Vejamos. O Plenário desta Corte, em 23/2/17, no julgamento do RE nº 593.443/SP em sede de repercussão geral (Tema 154), de relatoria do Ministro Marco Aurélio, fixou a seguinte tese acerca da matéria:
“Qualquer decisão do Poder Judiciário que rejeite denúncia, que impronuncie ou absolva, sumariamente, os réus ou, ainda, que ordene a extinção, em sede de “habeas corpus”, de procedimentos penais não transgride o monopólio constitucional da ação penal pública (CF, art. 129, I) nem ofende os postulados do juiz natural (CF, art. 5º, inciso LIII) e da soberania do veredicto do Júri (CF, art. 5º, inciso XXXVIII, “c”).” (grifo nosso)
O acórdão recebeu a seguinte ementa:
”Ementa: RECURSO EXTRAORDINÁRIO. REPERCUSSÃO GERAL RECONHECIDA. PRELIMINAR DE NÃO CONHECIMENTO DO RE. QUESTÃO SUPERADA. HABEAS CORPUS. CONCESSÃO DA ORDEM PELO SUPERIOR TRIBUNAL DE JUSTIÇA PARA TRANCAMENTO DA AÇÃO PENAL POR FALTA DE JUSTA CAUSA. ALEGAÇÃO DE TOLHIMENTO DE PRERROGATIVA EXCLUSIVA DO MINISTÉRIO PÚBLICO PARA PROVAR A ACUSAÇÃO, MEDIANTE AJUIZAMENTO DE AÇÃO PENAL. ABSOLVIÇÃO SUMÁRIA PROCEDIDA POR TRIBUNAL SUPERIOR, EM DETRIMENTO DA COMPETÊNCIA DO TRIBUNAL DO JÚRI. OFENSA AOS ARTS. 5º, XXXVIII, E 129, I, AMBOS DA CONSTITUIÇÃO FEDERAL. NECESSIDADE DE REEXAME DE PROVAS. INCIDÊNCIA DA SÚMULA 279 DO STF. RECURSO EXTRAORDINÁRIO A QUE SE NEGA PROVIMENTO. I – Havendo a Corte, por meio de seu Plenário Virtual, reconhecido a repercussão geral do tema constitucional debatido nos autos, deve prosseguir no julgamento de mérito da causa. II – Para se chegar à conclusão contrária à do acórdão recorrido seria necessário reexaminar o conjunto fático-probatório dos autos. Incidência da Súmula 279 do STF. III – Decisão judicial de rejeição de denúncia, impronúncia de réu, de absolvição sumária ou de trancamento de ação penal por falta de justa causa, não viola a cláusula constitucional de monopólio do poder de iniciativa do Ministério Público em matéria de persecução penal e tampouco transgride o postulado do juiz natural nos procedimentos penais inerentes ao Tribunal do Júri. III – Recurso extraordinário não provido.

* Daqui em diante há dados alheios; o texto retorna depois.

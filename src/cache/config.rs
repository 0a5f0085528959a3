//! Cache configuration.
//!
//! TTLs and caps for every engagement cache, resolved from the `[cache]`
//! section of `feedtally.toml`.

use std::time::Duration;

const MINUTE: u64 = 60;
const HOUR: u64 = 60 * MINUTE;
const DAY: u64 = 24 * HOUR;

pub(crate) const DEFAULT_FOLLOWER_TTL_SECS: u64 = 5 * MINUTE;
pub(crate) const DEFAULT_FOLLOWER_BACKUP_TTL_SECS: u64 = HOUR;
pub(crate) const DEFAULT_VIEW_COUNTER_TTL_SECS: u64 = 7 * DAY;
pub(crate) const DEFAULT_SHARE_STAT_TTL_SECS: u64 = DAY;
pub(crate) const DEFAULT_TRENDING_TTL_SECS: u64 = HOUR;
pub(crate) const DEFAULT_TRENDING_BACKUP_TTL_SECS: u64 = DAY;
pub(crate) const DEFAULT_TRENDING_WINDOW_SECS: u64 = DAY;
pub(crate) const DEFAULT_TRENDING_LIMIT: usize = 20;
pub(crate) const DEFAULT_SUGGESTIONS_TTL_SECS: u64 = 7 * DAY;
pub(crate) const DEFAULT_SUGGESTIONS_LIMIT: usize = 100;
pub(crate) const DEFAULT_HISTORY_TTL_SECS: u64 = 30 * DAY;
pub(crate) const DEFAULT_HISTORY_LIMIT: usize = 10;
pub(crate) const DEFAULT_SCAN_PAGE_SIZE: usize = 250;

/// Backups must outlive their primary by at least this factor.
pub const MIN_BACKUP_TTL_FACTOR: u32 = 4;

#[derive(Debug, Clone)]
pub struct CacheConfig {
    /// Primary follower projection TTL.
    pub follower_ttl: Duration,
    /// Backup follower projection TTL.
    pub follower_backup_ttl: Duration,
    /// Rolling TTL of a view counter, refreshed on every increment.
    pub view_counter_ttl: Duration,
    /// Rolling TTL of each share/click counter.
    pub share_stat_ttl: Duration,
    /// Primary trending list TTL; staleness starts at half of it.
    pub trending_ttl: Duration,
    /// Backup trending snapshot TTL.
    pub trending_backup_ttl: Duration,
    /// How far back the durable store looks when ranking hashtags.
    pub trending_window: Duration,
    /// Number of topics kept per refresh.
    pub trending_limit: usize,
    /// Rolling TTL of the global suggestion table.
    pub suggestions_ttl: Duration,
    /// Number of global suggestions kept after trimming.
    pub suggestions_limit: usize,
    /// Rolling TTL of a user's search history.
    pub history_ttl: Duration,
    /// Number of history entries kept per user.
    pub history_limit: usize,
    /// COUNT hint for sorted-set scans.
    pub scan_page_size: usize,
}

impl Default for CacheConfig {
    fn default() -> Self {
        Self {
            follower_ttl: Duration::from_secs(DEFAULT_FOLLOWER_TTL_SECS),
            follower_backup_ttl: Duration::from_secs(DEFAULT_FOLLOWER_BACKUP_TTL_SECS),
            view_counter_ttl: Duration::from_secs(DEFAULT_VIEW_COUNTER_TTL_SECS),
            share_stat_ttl: Duration::from_secs(DEFAULT_SHARE_STAT_TTL_SECS),
            trending_ttl: Duration::from_secs(DEFAULT_TRENDING_TTL_SECS),
            trending_backup_ttl: Duration::from_secs(DEFAULT_TRENDING_BACKUP_TTL_SECS),
            trending_window: Duration::from_secs(DEFAULT_TRENDING_WINDOW_SECS),
            trending_limit: DEFAULT_TRENDING_LIMIT,
            suggestions_ttl: Duration::from_secs(DEFAULT_SUGGESTIONS_TTL_SECS),
            suggestions_limit: DEFAULT_SUGGESTIONS_LIMIT,
            history_ttl: Duration::from_secs(DEFAULT_HISTORY_TTL_SECS),
            history_limit: DEFAULT_HISTORY_LIMIT,
            scan_page_size: DEFAULT_SCAN_PAGE_SIZE,
        }
    }
}

impl From<&crate::config::CacheSettings> for CacheConfig {
    fn from(settings: &crate::config::CacheSettings) -> Self {
        Self {
            follower_ttl: settings.follower_ttl,
            follower_backup_ttl: settings.follower_backup_ttl,
            view_counter_ttl: settings.view_counter_ttl,
            share_stat_ttl: settings.share_stat_ttl,
            trending_ttl: settings.trending_ttl,
            trending_backup_ttl: settings.trending_backup_ttl,
            trending_window: settings.trending_window,
            trending_limit: settings.trending_limit,
            suggestions_ttl: settings.suggestions_ttl,
            suggestions_limit: settings.suggestions_limit,
            history_ttl: settings.history_ttl,
            history_limit: settings.history_limit,
            scan_page_size: settings.scan_page_size,
        }
    }
}

impl CacheConfig {
    /// Half of the trending TTL: past this age the list is stale.
    pub fn trending_refresh_after(&self) -> Duration {
        self.trending_ttl / 2
    }
}

/// Returns true when `backup` outlives `primary` by [`MIN_BACKUP_TTL_FACTOR`].
pub fn backup_ttl_is_sufficient(primary: Duration, backup: Duration) -> bool {
    primary
        .checked_mul(MIN_BACKUP_TTL_FACTOR)
        .is_some_and(|floor| backup >= floor)
}
//! Cron job that re-mirrors the durable tag table into the cache.

use apalis::prelude::*;
use tracing::info;

use super::{JobWorkerContext, job_failed};

/// Marker for one scheduled tag sync.
/// apalis-cron builds it from the tick time.
#[derive(Default, Debug, Clone)]
pub struct TagSyncTick;

impl From<chrono::DateTime<chrono::Utc>> for TagSyncTick {
    fn from(_: chrono::DateTime<chrono::Utc>) -> Self {
        Self
    }
}

pub async fn process_tag_sync_job(
    _job: TagSyncTick,
    ctx: Data<JobWorkerContext>,
) -> Result<(), apalis::prelude::Error> {
    let active = ctx.popularity.sync_from_durable().await.map_err(job_failed)?;
    info!(active, "scheduled tag sync finished");
    Ok(())
}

(RE 593443, Relator(a): MARCO AURÉLIO, Relator(a) p/ Acórdão: RICARDO LEWANDOWSKI, Tribunal Pleno, julgado em 06/06/2013, ACÓRDÃO ELETRÔNICO REPERCUSSÃO GERAL - MÉRITO DJe-097 DIVULG 21-05-2014 PUBLIC 22-05-2014 RTJ VOL-00236-01 PP-00173)

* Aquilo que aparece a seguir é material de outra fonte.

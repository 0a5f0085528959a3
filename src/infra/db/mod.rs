//! Postgres repositories backing the engagement caches.
//!
//! Each submodule implements one repository trait from
//! [`crate::application::repos`] over the tables in `migrations/`.

mod followers;
mod tags;
mod trending;
mod util;
mod views;

pub use util::map_sqlx_error;

use std::{sync::Arc, time::Duration};

use sqlx::{
    Postgres, Transaction,
    postgres::{PgPool, PgPoolOptions},
    query_scalar,
};
use tracing::info;

use crate::config::DatabaseSettings;

use super::error::InfraError;

const ACQUIRE_TIMEOUT: Duration = Duration::from_secs(5);

#[derive(Clone)]
pub struct PostgresRepositories {
    pool: Arc<PgPool>,
}

impl PostgresRepositories {
    pub fn new(pool: PgPool) -> Self {
        Self {
            pool: Arc::new(pool),
        }
    }

    /// Open a pool from settings and bring the schema up to date.
    pub async fn connect(settings: &DatabaseSettings) -> Result<Self, InfraError> {
        let url = settings
            .url
            .as_deref()
            .ok_or_else(|| InfraError::missing_setting("database.url"))?;

        let pool = PgPoolOptions::new()
            .max_connections(settings.max_connections.get())
            .acquire_timeout(ACQUIRE_TIMEOUT)
            .connect(url)
            .await
            .map_err(|err| InfraError::postgres("connect", err))?;

        sqlx::migrate!("./migrations")
            .run(&pool)
            .await
            .map_err(|err| InfraError::postgres("migrate", err.into()))?;

        info!(
            max_connections = settings.max_connections.get(),
            "postgres pool ready"
        );
        Ok(Self::new(pool))
    }

    pub fn pool(&self) -> &PgPool {
        &self.pool
    }

    pub(crate) async fn begin(&self) -> Result<Transaction<'_, Postgres>, sqlx::Error> {
        self.pool.begin().await
    }

    pub async fn health_check(&self) -> Result<(), InfraError> {
        query_scalar::<_, i32>("SELECT 1")
            .fetch_one(self.pool())
            .await
            .map(|_| ())
            .map_err(|err| InfraError::postgres("health check", err))
    }
}
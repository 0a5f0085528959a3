use crate::application::repos::RepoError;

/// Classify a sqlx failure into the repository error the callers branch on.
pub fn map_sqlx_error(err: sqlx::Error) -> RepoError {
    match err {
        sqlx::Error::RowNotFound => RepoError::NotFound,
        sqlx::Error::PoolTimedOut => RepoError::Timeout,
        sqlx::Error::Database(db) if db.message().contains("duplicate key") => {
            RepoError::Duplicate {
                constraint: db.constraint().unwrap_or("unknown").to_string(),
            }
        }
        sqlx::Error::Database(db) if db.message().contains("invalid input syntax") => {
            RepoError::InvalidInput {
                message: db.message().to_string(),
            }
        }
        sqlx::Error::Database(db) if db.message().contains("violates") => RepoError::Integrity {
            message: db.message().to_string(),
        },
        sqlx::Error::Database(db)
            if db
                .message()
                .contains("canceling statement due to statement timeout") =>
        {
            RepoError::Timeout
        }
        other => RepoError::from_persistence(other),
    }
}

/// Counts are stored as BIGINT; anything outside `u64` is a corrupt row.
pub(super) fn count_from_db(value: i64, column: &'static str) -> Result<u64, RepoError> {
    u64::try_from(value).map_err(|_| RepoError::Integrity {
        message: format!("negative value {value} in `{column}`"),
    })
}

pub(super) fn count_to_db(value: u64, column: &'static str) -> Result<i64, RepoError> {
    i64::try_from(value).map_err(|_| RepoError::InvalidInput {
        message: format!("value {value} for `{column}` exceeds BIGINT"),
    })
}
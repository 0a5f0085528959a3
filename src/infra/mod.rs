//! Infrastructure adapters and runtime bootstrap.

pub mod db;
pub mod error;
pub mod memory;
pub mod redis;
pub mod telemetry;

No caso em análise, o Tribunal de Justiça do Estado do Rio Grande do Sul, no enquadramento do caso concreto ao precedente firmado por esta Suprema Corte, sob o Tema 154, assim se manifestou ao negar provimento ao agravo (e-Doc. 2, fl. 126)

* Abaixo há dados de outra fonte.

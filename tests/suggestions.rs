mod support;

use std::time::Duration;

use feedtally::{
    cache::{CacheConfig, CacheKey, Clock, SuggestionIndex},
    domain::entities::SearchSuggestion,
};
use support::Harness;

fn index(harness: &Harness) -> SuggestionIndex {
    SuggestionIndex::new(harness.kv_store(), harness.clock(), &harness.config)
}

fn queries(suggestions: &[SearchSuggestion]) -> Vec<(&str, u64)> {
    suggestions
        .iter()
        .map(|s| (s.query.as_str(), s.count))
        .collect()
}

#[tokio::test]
async fn suggestions_rank_by_search_count() {
    let harness = Harness::new();
    let index = index(&harness);
    for query in ["rust async", "Rust  Async", "rust traits", "go modules"] {
        index.add_suggestion(query).await;
    }

    let all = index.get_suggestions("", 10).await;
    assert_eq!(
        queries(&all),
        vec![("rust async", 2), ("go modules", 1), ("rust traits", 1)]
    );

    let rust = index.get_suggestions("RUST", 10).await;
    assert_eq!(queries(&rust), vec![("rust async", 2), ("rust traits", 1)]);
    assert_eq!(index.get_suggestions("rust", 1).await.len(), 1);
    assert!(index.get_suggestions("zig", 10).await.is_empty());
}

#[tokio::test]
async fn suggestion_table_keeps_only_the_most_searched() {
    let harness = Harness::with_config(CacheConfig {
        suggestions_limit: 2,
        ..CacheConfig::default()
    });
    let index = index(&harness);
    for _ in 0..3 {
        index.add_suggestion("alpha").await;
    }
    for _ in 0..2 {
        index.add_suggestion("beta").await;
    }
    index.add_suggestion("gamma").await;

    let all = index.get_suggestions("", 10).await;
    assert_eq!(queries(&all), vec![("alpha", 3), ("beta", 2)]);
}

#[tokio::test]
async fn blank_queries_are_ignored() {
    let harness = Harness::new();
    let index = index(&harness);

    index.add_suggestion("   ").await;
    index.add_to_history("u1", "").await;
    index.record_search(Some("u1"), "\t").await;

    assert_eq!(harness.kv.round_trips(), 0);
    assert!(index.get_suggestions("", 10).await.is_empty());
    assert!(index.get_history("u1").await.is_empty());
}

#[tokio::test]
async fn history_lists_recent_searches_first() {
    let harness = Harness::with_config(CacheConfig {
        history_limit: 3,
        ..CacheConfig::default()
    });
    let index = index(&harness);
    for query in ["one", "two", "three", "four"] {
        index.add_to_history("u1", query).await;
        harness.advance(Duration::from_secs(1));
    }

    assert_eq!(index.get_history("u1").await, vec!["four", "three", "two"]);

    // Searching again moves the query to the front.
    index.add_to_history("u1", "two").await;
    assert_eq!(index.get_history("u1").await, vec!["two", "four", "three"]);

    let entries = index.get_history_entries("u1").await;
    assert_eq!(entries[0].searched_at, harness.clock.now());
    assert!(index.get_history("u2").await.is_empty());
}

#[tokio::test]
async fn history_items_can_be_removed_and_cleared() {
    let harness = Harness::new();
    let index = index(&harness);
    for query in ["one", "two", "three"] {
        index.add_to_history("u1", query).await;
        harness.advance(Duration::from_secs(1));
    }

    index.remove_history_item("u1", "TWO").await;
    assert_eq!(index.get_history("u1").await, vec!["three", "one"]);

    index.clear_history("u1").await;
    assert!(index.get_history("u1").await.is_empty());
    assert!(
        !harness
            .kv
            .contains_key(CacheKey::search_history("u1").as_str())
    );
}

#[tokio::test]
async fn record_search_feeds_both_tables_in_one_round_trip() {
    let harness = Harness::new();
    let index = index(&harness);

    index.record_search(Some("u1"), "Rust").await;
    assert_eq!(harness.kv.round_trips(), 1);
    index.record_search(None, "rust").await;

    assert_eq!(
        queries(&index.get_suggestions("", 10).await),
        vec![("rust", 2)]
    );
    assert_eq!(index.get_history("u1").await, vec!["rust"]);
}

#[tokio::test]
async fn history_expires_with_its_ttl() {
    let harness = Harness::new();
    let index = index(&harness);
    index.add_to_history("u1", "rust").await;

    harness.advance(harness.config.history_ttl + Duration::from_secs(1));

    assert!(index.get_history("u1").await.is_empty());
}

“Destaca-se que a discussão da matéria pelo Supremo Tribunal Federal se deu à luz do artigo 129, inciso I, e do artigo 5º, inciso XXXVIII, alínea d, da Constituição Federal, consoante se extrai da descrição do tema:
Recurso extraordinário em que se discute, à luz dos artigos 5º,
Confirma a exclusão?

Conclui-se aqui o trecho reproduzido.